◆ **About this task**
What is needed here is an exact repetition of the records below, beginning at the line that has "An alert is" and stopping after the line that has "criteria, per-channel notification".

◆ **Exercise data**
((

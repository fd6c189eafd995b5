//! Construction of CommServe alert configuration requests.
//!
//! An alert is configured by submitting a `CVGui_AlertCreateReq` XML document
//! through the server's execute-command endpoint. The document is composed of
//! fragments (entity associations, criteria, per-channel notification
//! messages, ...) which are built here from an [`AlertSpec`] or
//! [`CustomAlertSpec`]. A few fragments embed a second XML document as an
//! escaped attribute value, and values placed within those embedded
//! documents must be escaped twice.
//!
//! Building a request needs a handful of numeric ids that only the CommServe
//! database knows (token ids, per-client application ids, notification
//! templates, user ids). They're resolved through the [`Database`] trait
//! during a single build pass and are not cached.
pub mod catalog;
pub mod custom_rule;
mod details;
pub mod lookup;
mod spec;
pub mod xml;

pub use catalog::{Category, NotificationChannel};
pub use details::{AlertDetails, NonGalaxyList, NonGalaxyUser};
pub use lookup::{Database, QueryResult};
pub use spec::{
    AlertOptions, AlertSpec, Classification, Criteria, CustomAlertSpec, Entity, EntityKind,
    EscalationLevel, EscalationPolicy, NotificationCriteriaPolicy, QuerySource, ReportingPolicy,
    TokenRule,
};
pub use xml::{AlertRequest, Builder, NotificationTargets};

#[derive(Debug, thiserror::Error)]
pub enum Error {
    #[error("alert category '{0}' was not found")]
    UnknownCategory(String),
    #[error("alert type '{type_name}' was not found in category {category}")]
    UnknownAlertType {
        category: Category,
        type_name: String,
    },
    #[error("alert name must not be empty")]
    EmptyName,
    #[error("notification channel {0} is listed more than once")]
    DuplicateChannel(NotificationChannel),
    #[error("{0} is not supported for custom rule alerts")]
    UnsupportedOption(&'static str),
    #[error("token rule group '{0}' matched more than one token id")]
    AmbiguousToken(String),
    #[error("failed to resolve {what}")]
    Lookup {
        what: String,
        #[source]
        source: anyhow::Error,
    },
    #[error("failed to read alert rule {path}")]
    ReadRule {
        path: std::path::PathBuf,
        #[source]
        source: std::io::Error,
    },
}

pub type Result<T> = std::result::Result<T, Error>;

))

◆ **Solution to this exercise**
//! An alert is configured by submitting a `CVGui_AlertCreateReq` XML document
//! through the server's execute-command endpoint. The document is composed of
//! fragments (entity associations, criteria, per-channel notification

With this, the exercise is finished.